Start of DATA RECORDS

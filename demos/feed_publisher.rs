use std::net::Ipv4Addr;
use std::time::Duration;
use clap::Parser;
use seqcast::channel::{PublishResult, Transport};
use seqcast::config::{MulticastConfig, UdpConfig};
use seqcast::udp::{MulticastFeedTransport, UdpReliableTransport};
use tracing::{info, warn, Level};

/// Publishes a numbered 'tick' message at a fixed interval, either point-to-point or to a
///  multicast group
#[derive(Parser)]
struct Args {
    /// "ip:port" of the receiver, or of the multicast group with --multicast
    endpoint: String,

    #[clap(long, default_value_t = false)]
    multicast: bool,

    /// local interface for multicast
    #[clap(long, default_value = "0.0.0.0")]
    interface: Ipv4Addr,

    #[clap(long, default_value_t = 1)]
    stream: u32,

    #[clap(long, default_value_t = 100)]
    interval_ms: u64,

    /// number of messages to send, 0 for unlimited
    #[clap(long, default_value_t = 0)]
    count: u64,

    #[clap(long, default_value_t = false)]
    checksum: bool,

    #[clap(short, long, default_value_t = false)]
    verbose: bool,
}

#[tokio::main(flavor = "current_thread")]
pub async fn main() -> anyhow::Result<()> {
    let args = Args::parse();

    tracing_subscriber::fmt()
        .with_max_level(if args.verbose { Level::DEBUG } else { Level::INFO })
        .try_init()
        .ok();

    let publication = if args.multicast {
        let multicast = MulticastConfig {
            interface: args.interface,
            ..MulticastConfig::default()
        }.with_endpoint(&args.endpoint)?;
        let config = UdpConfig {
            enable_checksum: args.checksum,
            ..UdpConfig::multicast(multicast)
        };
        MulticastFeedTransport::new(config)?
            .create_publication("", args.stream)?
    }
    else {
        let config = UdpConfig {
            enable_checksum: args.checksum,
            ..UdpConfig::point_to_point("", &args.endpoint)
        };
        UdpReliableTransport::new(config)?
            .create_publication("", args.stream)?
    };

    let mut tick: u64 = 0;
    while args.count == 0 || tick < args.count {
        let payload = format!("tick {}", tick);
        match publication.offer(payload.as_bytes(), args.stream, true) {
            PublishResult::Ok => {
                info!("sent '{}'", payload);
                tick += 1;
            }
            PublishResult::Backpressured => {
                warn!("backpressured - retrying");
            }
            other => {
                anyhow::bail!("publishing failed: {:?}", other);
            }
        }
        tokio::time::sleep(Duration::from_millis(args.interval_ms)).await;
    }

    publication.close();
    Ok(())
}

End of DATA RECORDS
Start of DATA RECORDS

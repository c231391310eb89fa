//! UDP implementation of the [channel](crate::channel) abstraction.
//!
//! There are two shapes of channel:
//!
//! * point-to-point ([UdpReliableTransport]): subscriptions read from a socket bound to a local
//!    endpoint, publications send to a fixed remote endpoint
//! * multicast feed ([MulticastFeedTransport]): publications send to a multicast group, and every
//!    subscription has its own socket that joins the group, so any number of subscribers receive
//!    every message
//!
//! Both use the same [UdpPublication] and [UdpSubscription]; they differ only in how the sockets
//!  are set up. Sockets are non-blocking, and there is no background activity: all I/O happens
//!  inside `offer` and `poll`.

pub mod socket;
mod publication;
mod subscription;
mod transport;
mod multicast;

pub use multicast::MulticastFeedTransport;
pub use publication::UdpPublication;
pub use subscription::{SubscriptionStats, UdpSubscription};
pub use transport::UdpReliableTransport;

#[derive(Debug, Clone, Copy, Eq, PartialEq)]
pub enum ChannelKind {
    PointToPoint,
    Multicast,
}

End of DATA RECORDS

§ **WORK TASK**: Your reply should hold every line from the data that contains "main", copied in full.

§ **RESULT**:
#[tokio::main(flavor = "current_thread")]
pub async fn main() -> anyhow::Result<()> {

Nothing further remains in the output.